Honoring Ghetto Film School's 20th anniversary by presenting stories and art that reflect our evolution as an organization




The 2020 GFS International Thesis Team

Elisabeth Viel, Andrew Oh, Olivia Anton, and Yeneca Kim (pictured clockwise) 

are writing, directing, and producing the 2020 Los Angeles

and New York International Thesis Projects.


We asked them about their GFS stories, and how they approach making art now. 

What’s the best thing you’ve learned from being a Fellow at Ghetto Film School? 

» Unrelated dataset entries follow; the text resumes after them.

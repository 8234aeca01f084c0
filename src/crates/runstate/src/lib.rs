//! Workflow state orchestration engine
//!
//! This crate turns registered node descriptors and graph templates into an
//! append-only ledger of work instances ("states"). Workers claim states
//! through a compare-and-set queue, report outputs, and the engine
//! materializes successor states, fan-out included. A background supervisor
//! reclaims expired leases and schedules retries.

pub mod api;
pub mod config;
pub mod db;
pub mod executor;
pub mod graph;
pub mod schema;
pub mod services;
pub mod version;

use serde::{Deserialize, Serialize};
use std::fmt;
use std::str::FromStr;
use thiserror::Error;

/// Errors that can occur inside the engine
#[derive(Debug, Error)]
pub enum EngineError {
    /// Malformed schema, template, reference or input
    #[error("Validation failed: {0}")]
    Validation(String),

    /// Unknown namespace, graph, node or state
    #[error("Not found: {0}")]
    NotFound(String),

    /// The targeted state is no longer in the status the caller expected
    #[error("Conflict: {0}")]
    Conflict(String),

    /// Worker-reported failure or schema-invalid output
    #[error("Execution failed: {0}")]
    Execution(String),

    /// Lease expired before the worker reported
    #[error("Lease expired: {0}")]
    Timeout(String),

    /// Attempted a status change outside the state machine
    #[error("Invalid state transition from {from} to {to}")]
    InvalidTransition { from: StateStatus, to: StateStatus },

    /// Storage failure
    #[error(transparent)]
    Database(#[from] db::DatabaseError),

    /// Serialization error
    #[error("Serialization error: {0}")]
    Serialization(#[from] serde_json::Error),
}

impl From<sqlx::Error> for EngineError {
    fn from(err: sqlx::Error) -> Self {
        EngineError::Database(err.into())
    }
}

/// Result type for engine operations
pub type Result<T> = std::result::Result<T, EngineError>;

/// Lifecycle status of a state
#[derive(Debug, Clone, Copy, PartialEq, Eq, Hash, Serialize, Deserialize)]
#[serde(rename_all = "SCREAMING_SNAKE_CASE")]
pub enum StateStatus {
    Created,
    Queued,
    Executed,
    NextCreated,
    RetryCreated,
    Timedout,
    Errored,
    Cancelled,
    Success,
}

impl StateStatus {
    pub const ALL: [StateStatus; 9] = [
        StateStatus::Created,
        StateStatus::Queued,
        StateStatus::Executed,
        StateStatus::NextCreated,
        StateStatus::RetryCreated,
        StateStatus::Timedout,
        StateStatus::Errored,
        StateStatus::Cancelled,
        StateStatus::Success,
    ];

    /// Stored representation
    pub fn as_str(&self) -> &'static str {
        match self {
            StateStatus::Created => "CREATED",
            StateStatus::Queued => "QUEUED",
            StateStatus::Executed => "EXECUTED",
            StateStatus::NextCreated => "NEXT_CREATED",
            StateStatus::RetryCreated => "RETRY_CREATED",
            StateStatus::Timedout => "TIMEDOUT",
            StateStatus::Errored => "ERRORED",
            StateStatus::Cancelled => "CANCELLED",
            StateStatus::Success => "SUCCESS",
        }
    }

    /// Whether the state machine allows moving from `self` to `next`
    pub fn can_transition_to(&self, next: StateStatus) -> bool {
        use StateStatus::*;
        matches!(
            (self, next),
            (Created, Queued)
                | (Created, Cancelled)
                | (Queued, Executed)
                | (Queued, Errored)
                | (Queued, Timedout)
                | (Queued, Cancelled)
                | (Executed, NextCreated)
                | (Executed, Success)
                | (Executed, Errored)
                | (Executed, Cancelled)
                | (Errored, RetryCreated)
                | (Errored, Cancelled)
                | (Timedout, RetryCreated)
                | (Timedout, Errored)
                | (Timedout, Cancelled)
        )
    }

    /// Check a transition, returning the matching error when it is illegal
    pub fn ensure_transition(&self, next: StateStatus) -> Result<()> {
        if self.can_transition_to(next) {
            Ok(())
        } else {
            Err(EngineError::InvalidTransition {
                from: *self,
                to: next,
            })
        }
    }

    /// Whether this status ends a state chain.
    ///
    /// `ERRORED` is reported as terminal here; a pending retry is decided by the
    /// supervisor on the state's attempt budget, see [`db::models::State::retries_left`].
    pub fn is_terminal(&self) -> bool {
        matches!(
            self,
            StateStatus::Success | StateStatus::Errored | StateStatus::Cancelled
        )
    }

    /// Statuses whose work has been handed off to other states
    pub fn is_settled(&self) -> bool {
        self.is_terminal()
            || matches!(self, StateStatus::NextCreated | StateStatus::RetryCreated)
    }

    /// Whether an explicit cancellation request may target this status.
    ///
    /// An `ERRORED` state is only cancellable while a retry is still pending;
    /// use [`db::models::State::is_cancellable`] for that check.
    pub fn is_cancellable(&self) -> bool {
        self.can_transition_to(StateStatus::Cancelled)
    }
}

impl fmt::Display for StateStatus {
    fn fmt(&self, f: &mut fmt::Formatter<'_>) -> fmt::Result {
        f.write_str(self.as_str())
    }
}

impl FromStr for StateStatus {
    type Err = EngineError;

    fn from_str(s: &str) -> Result<Self> {
        StateStatus::ALL
            .into_iter()
            .find(|status| status.as_str() == s)
            .ok_or_else(|| EngineError::Validation(format!("Unknown state status: {}", s)))
    }
}

/// Get version information
pub fn version() -> &'static str {
    env!("CARGO_PKG_VERSION")
}

#[cfg(test)]
mod tests {
    use super::*;

    #[test]
    fn test_status_round_trip_through_storage_form() {
        for status in StateStatus::ALL {
            assert_eq!(status.as_str().parse::<StateStatus>().unwrap(), status);
        }
        assert!("RUNNING".parse::<StateStatus>().is_err());
    }

    #[test]
    fn test_status_serde_matches_storage_form() {
        let json = serde_json::to_string(&StateStatus::NextCreated).unwrap();
        assert_eq!(json, "\"NEXT_CREATED\"");
    }

    #[test]
    fn test_no_shortcut_from_created_to_success() {
        assert!(!StateStatus::Created.can_transition_to(StateStatus::Success));
        assert!(!StateStatus::Created.can_transition_to(StateStatus::Executed));
        assert!(StateStatus::Created
            .ensure_transition(StateStatus::Success)
            .is_err());
    }

    #[test]
    fn test_lifecycle_edges() {
        assert!(StateStatus::Created.can_transition_to(StateStatus::Queued));
        assert!(StateStatus::Queued.can_transition_to(StateStatus::Executed));
        assert!(StateStatus::Executed.can_transition_to(StateStatus::NextCreated));
        assert!(StateStatus::Executed.can_transition_to(StateStatus::Success));
        assert!(StateStatus::Queued.can_transition_to(StateStatus::Timedout));
        assert!(StateStatus::Timedout.can_transition_to(StateStatus::RetryCreated));
        assert!(StateStatus::Errored.can_transition_to(StateStatus::RetryCreated));
    }

    #[test]
    fn test_terminal_states_cannot_be_cancelled() {
        assert!(!StateStatus::Success.is_cancellable());
        assert!(!StateStatus::Cancelled.is_cancellable());
        assert!(!StateStatus::NextCreated.is_cancellable());
        assert!(!StateStatus::RetryCreated.is_cancellable());
        // Depends on the attempt budget
        assert!(StateStatus::Errored.is_cancellable());
        assert!(StateStatus::Created.is_cancellable());
        assert!(StateStatus::Queued.is_cancellable());
    }

    #[test]
    fn test_settled_statuses() {
        assert!(StateStatus::NextCreated.is_settled());
        assert!(StateStatus::RetryCreated.is_settled());
        assert!(!StateStatus::Queued.is_settled());
        assert!(!StateStatus::Timedout.is_settled());
    }

    #[test]
    fn test_version() {
        assert!(!version().is_empty());
    }
}
#[tokio::test]
async fn test_create_rejects_non_entry_and_bad_inputs() {
    let t = setup().await;
    t.engine
        .registry
        .register(
            NS,
            vec![
                NodeRegistration {
                    name: "A".into(),
                    inputs_schema: json!({
                        "type": "object",
                        "properties": {"x": {"type": "integer"}},
                        "required": ["x"]
                    }),
                    outputs_schema: json!({"type": "object"}),
                    secrets: Vec::new(),
                },
                open_node("B"),
            ],
        )
        .await
        .unwrap();
    upsert(
        &t.engine,
        "g",
        vec![GraphNodeSpec::new("a", "A").with_next("b"), GraphNodeSpec::new("b", "B")],
    )
    .await;

    let create = |identifier: &str, inputs: serde_json::Value| CreateRun {
        run_id: None,
        states: vec![RootState {
            identifier: identifier.into(),
            inputs: object(inputs),
        }],
    };

    let not_entry = t.engine.runs.create(NS, "g", create("b", json!({}))).await;
    assert!(matches!(not_entry, Err(EngineError::Validation(_))));

    let bad_inputs = t.engine.runs.create(NS, "g", create("a", json!({"x": "one"}))).await;
    assert!(matches!(bad_inputs, Err(EngineError::Validation(_))));

    let unknown_graph = t.engine.runs.create(NS, "nope", create("a", json!({"x": 1}))).await;
    assert!(matches!(unknown_graph, Err(EngineError::NotFound(_))));
}

#[tokio::test]
async fn test_cancelled_state_rejects_report() {
    let t = setup().await;
    register_open(&t.engine, &["A"]).await;
    upsert(&t.engine, "g", vec![GraphNodeSpec::new("a", "A")]).await;

    let (run_id, _) = start(&t.engine, "g", "a", json!({})).await;
    let a = claim_all(&t.engine, "A").await.remove(0);

    let cancelled = t.engine.runs.cancel_run(NS, &run_id).await.unwrap();
    assert_eq!(cancelled, vec![a.id.clone()]);

    let late = t
        .engine
        .results
        .report(NS, &a.id, ExecutionReport::Outputs(Vec::new()))
        .await;
    assert!(matches!(late, Err(EngineError::Conflict(_))));

    let again = t.engine.runs.cancel_state(NS, &a.id).await;
    assert!(matches!(again, Err(EngineError::Conflict(_))));
    assert!(t.engine.runs.get_run(NS, &run_id).await.unwrap().completed);
}

#[tokio::test]
async fn test_template_update_does_not_affect_running_runs() {
    let t = setup().await;
    register_open(&t.engine, &["A", "B", "C"]).await;
    upsert(
        &t.engine,
        "g",
        vec![GraphNodeSpec::new("a", "A").with_next("b"), GraphNodeSpec::new("b", "B")],
    )
    .await;
    start(&t.engine, "g", "a", json!({})).await;

    upsert(
        &t.engine,
        "g",
        vec![GraphNodeSpec::new("a", "A").with_next("c"), GraphNodeSpec::new("c", "C")],
    )
    .await;
    assert_eq!(t.engine.templates.get(NS, "g").await.unwrap().version, 2);

    let a = claim_all(&t.engine, "A").await.remove(0);
    let outcome = t
        .engine
        .results
        .report(NS, &a.id, ExecutionReport::Outputs(vec![object(json!({}))]))
        .await
        .unwrap();
    assert_eq!(outcome.successors[0].identifier, "b");
    assert_eq!(outcome.successors[0].graph_version, 1);
}
//! API error types and HTTP response conversion
//!
//! Engine and database errors are mapped onto HTTP status codes here, so
//! handlers can propagate with `?`.

use axum::{
    http::StatusCode,
    response::{IntoResponse, Response},
    Json,
};
use serde::{Deserialize, Serialize};
use thiserror::Error;

use crate::db::DatabaseError;
use crate::EngineError;

/// API error response structure
#[derive(Debug, Clone, Serialize, Deserialize)]
pub struct ApiErrorResponse {
    /// Error type identifier
    pub error: String,
    /// Human-readable error message
    pub message: String,
    /// Error code for programmatic handling
    pub code: String,
}

impl ApiErrorResponse {
    pub fn new(error: impl Into<String>, message: impl Into<String>, code: impl Into<String>) -> Self {
        Self {
            error: error.into(),
            message: message.into(),
            code: code.into(),
        }
    }
}

/// API result type
pub type ApiResult<T> = Result<T, ApiError>;

/// Custom API error type
#[derive(Debug, Error)]
pub enum ApiError {
    /// Resource not found
    #[error("Not found: {0}")]
    NotFound(String),

    /// Malformed request
    #[error("Bad request: {0}")]
    BadRequest(String),

    /// Schema, template or input validation failed
    #[error("Validation failed: {0}")]
    ValidationError(String),

    /// Stale or duplicate operation on a state
    #[error("Conflict: {0}")]
    Conflict(String),

    /// Missing or invalid credentials
    #[error("Unauthorized: {0}")]
    Unauthorized(String),

    #[error("Internal server error: {0}")]
    InternalError(String),

    #[error("Database error: {0}")]
    DatabaseError(#[from] DatabaseError),
}

impl ApiError {
    /// Get the HTTP status code for this error
    pub fn status_code(&self) -> StatusCode {
        match self {
            ApiError::NotFound(_) => StatusCode::NOT_FOUND,
            ApiError::BadRequest(_) => StatusCode::BAD_REQUEST,
            ApiError::ValidationError(_) => StatusCode::UNPROCESSABLE_ENTITY,
            ApiError::Conflict(_) => StatusCode::CONFLICT,
            ApiError::Unauthorized(_) => StatusCode::UNAUTHORIZED,
            ApiError::InternalError(_) => StatusCode::INTERNAL_SERVER_ERROR,
            ApiError::DatabaseError(db_err) => {
                if db_err.is_not_found() {
                    StatusCode::NOT_FOUND
                } else if db_err.is_constraint_violation() {
                    StatusCode::CONFLICT
                } else {
                    StatusCode::INTERNAL_SERVER_ERROR
                }
            }
        }
    }

    /// Get the error code identifier
    pub fn code(&self) -> &'static str {
        match self {
            ApiError::NotFound(_) => "NOT_FOUND",
            ApiError::BadRequest(_) => "BAD_REQUEST",
            ApiError::ValidationError(_) => "VALIDATION_ERROR",
            ApiError::Conflict(_) => "CONFLICT",
            ApiError::Unauthorized(_) => "UNAUTHORIZED",
            ApiError::InternalError(_) => "INTERNAL_ERROR",
            ApiError::DatabaseError(db_err) => {
                if db_err.is_not_found() {
                    "DB_NOT_FOUND"
                } else if db_err.is_constraint_violation() {
                    "DB_CONSTRAINT_VIOLATION"
                } else {
                    "DB_ERROR"
                }
            }
        }
    }

    /// Get the error type name
    pub fn error_type(&self) -> &'static str {
        match self {
            ApiError::NotFound(_) => "NotFound",
            ApiError::BadRequest(_) => "BadRequest",
            ApiError::ValidationError(_) => "ValidationError",
            ApiError::Conflict(_) => "Conflict",
            ApiError::Unauthorized(_) => "Unauthorized",
            ApiError::InternalError(_) => "InternalError",
            ApiError::DatabaseError(_) => "DatabaseError",
        }
    }
}

impl IntoResponse for ApiError {
    fn into_response(self) -> Response {
        let status = self.status_code();
        let body = ApiErrorResponse::new(self.error_type(), self.to_string(), self.code());

        if status.is_server_error() {
            tracing::error!("API Error: {:?}", body);
        } else {
            tracing::debug!("API Error: {:?}", body);
        }

        (status, Json(body)).into_response()
    }
}

impl From<EngineError> for ApiError {
    fn from(err: EngineError) -> Self {
        match err {
            EngineError::Validation(msg) => ApiError::ValidationError(msg),
            EngineError::NotFound(msg) => ApiError::NotFound(msg),
            EngineError::Conflict(msg) | EngineError::Timeout(msg) => ApiError::Conflict(msg),
            EngineError::InvalidTransition { .. } => ApiError::Conflict(err.to_string()),
            EngineError::Execution(msg) => ApiError::InternalError(msg),
            EngineError::Database(db_err) => ApiError::DatabaseError(db_err),
            EngineError::Serialization(e) => ApiError::InternalError(e.to_string()),
        }
    }
}

#[cfg(test)]
mod tests {
    use super::*;
    use crate::StateStatus;

    #[test]
    fn test_engine_errors_map_to_status_codes() {
        let cases = [
            (EngineError::Validation("x".into()), StatusCode::UNPROCESSABLE_ENTITY),
            (EngineError::NotFound("x".into()), StatusCode::NOT_FOUND),
            (EngineError::Conflict("x".into()), StatusCode::CONFLICT),
            (
                EngineError::InvalidTransition {
                    from: StateStatus::Success,
                    to: StateStatus::Queued,
                },
                StatusCode::CONFLICT,
            ),
            (
                EngineError::Database(DatabaseError::ConnectionError("down".into())),
                StatusCode::INTERNAL_SERVER_ERROR,
            ),
        ];

        for (engine_err, status) in cases {
            assert_eq!(ApiError::from(engine_err).status_code(), status);
        }
    }

    #[test]
    fn test_unauthorized_code() {
        let err = ApiError::Unauthorized("no key".into());
        assert_eq!(err.status_code(), StatusCode::UNAUTHORIZED);
        assert_eq!(err.code(), "UNAUTHORIZED");
    }
}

Elisabeth, 18, GFS NY: I became a much stronger writer. My organization and communication skills have also grown, and transferred over to the way I learn other things. This year especially, with so many things changing, and our International Thesis shoot in South Korea being cancelled, I fully understood how everything doesn’t go as planned on a film shoot. The main goal is to make accommodations without losing the essence of the film. This has been an incredible learning experience about how to adapt when things are shifting so quickly.

Andrew, 17, GFS LA: I think I’m generally pretty punctual and a good communicator, but after GFS, I really understand the value of these skills. I feel more prepared to enter the professional film industry, and respect other people’s time - both with how effectively I communicate, and how I show up for others. I’m so grateful I got to be in an environment where teachers and filmmakers encouraged us to think, question, and speak up about everything. I also did the IRIS IN program with the Erika Film Foundation, and I’m so glad I got to delve into the production and distribution side of filmmaking. Sam, Tanja, and the entire team at EFF made it such an affirming and informative program.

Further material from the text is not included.